*THE PROBLEM*:
Search the data for "impl". Return each matching line.

*Records from a data source*:
<<<<
use reqwest::StatusCode;
use thiserror::Error;

use crate::api::ApiError;

/// Errors surfaced by list controller operations.
///
/// Every variant is local to the operation that produced it; the list is
/// never left half-updated.
#[derive(Debug, Error)]
pub enum ControllerError {
    /// The request never reached the server or its response never arrived.
    #[error("network failure")]
    Network(#[source] ApiError),
    /// The server answered with a non-success status.
    #[error("server rejected the request with status {status}")]
    Server {
        /// Status returned by the server.
        status: StatusCode,
        /// Transport-level detail.
        #[source]
        source: ApiError,
    },
    /// The server reported success but its payload could not be understood.
    #[error("malformed server response")]
    MalformedResponse(#[source] ApiError),
    /// The controller was shut down before the operation settled.
    #[error("controller has been shut down")]
    ShutDown,
}

impl ControllerError {
    /// Status code returned by the server, when the failure carries one.
    pub fn status(&self) -> Option<StatusCode> {
        match self {
            ControllerError::Server { status, .. } => Some(*status),
            _ => None,
        }
    }
}

impl From<ApiError> for ControllerError {
    fn from(err: ApiError) -> Self {
        match err {
            ApiError::RequestStatus { status, .. } => ControllerError::Server {
                status,
                source: err,
            },
            ApiError::DecodeResponse { .. } => ControllerError::MalformedResponse(err),
            ApiError::ClientBuilder { .. }
            | ApiError::InvalidUrl { .. }
            | ApiError::RequestSend { .. } => ControllerError::Network(err),
        }
    }
}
>>>>
*SOLUTION TO THE PROBLEM*:
impl ControllerError {
impl From<ApiError> for ControllerError {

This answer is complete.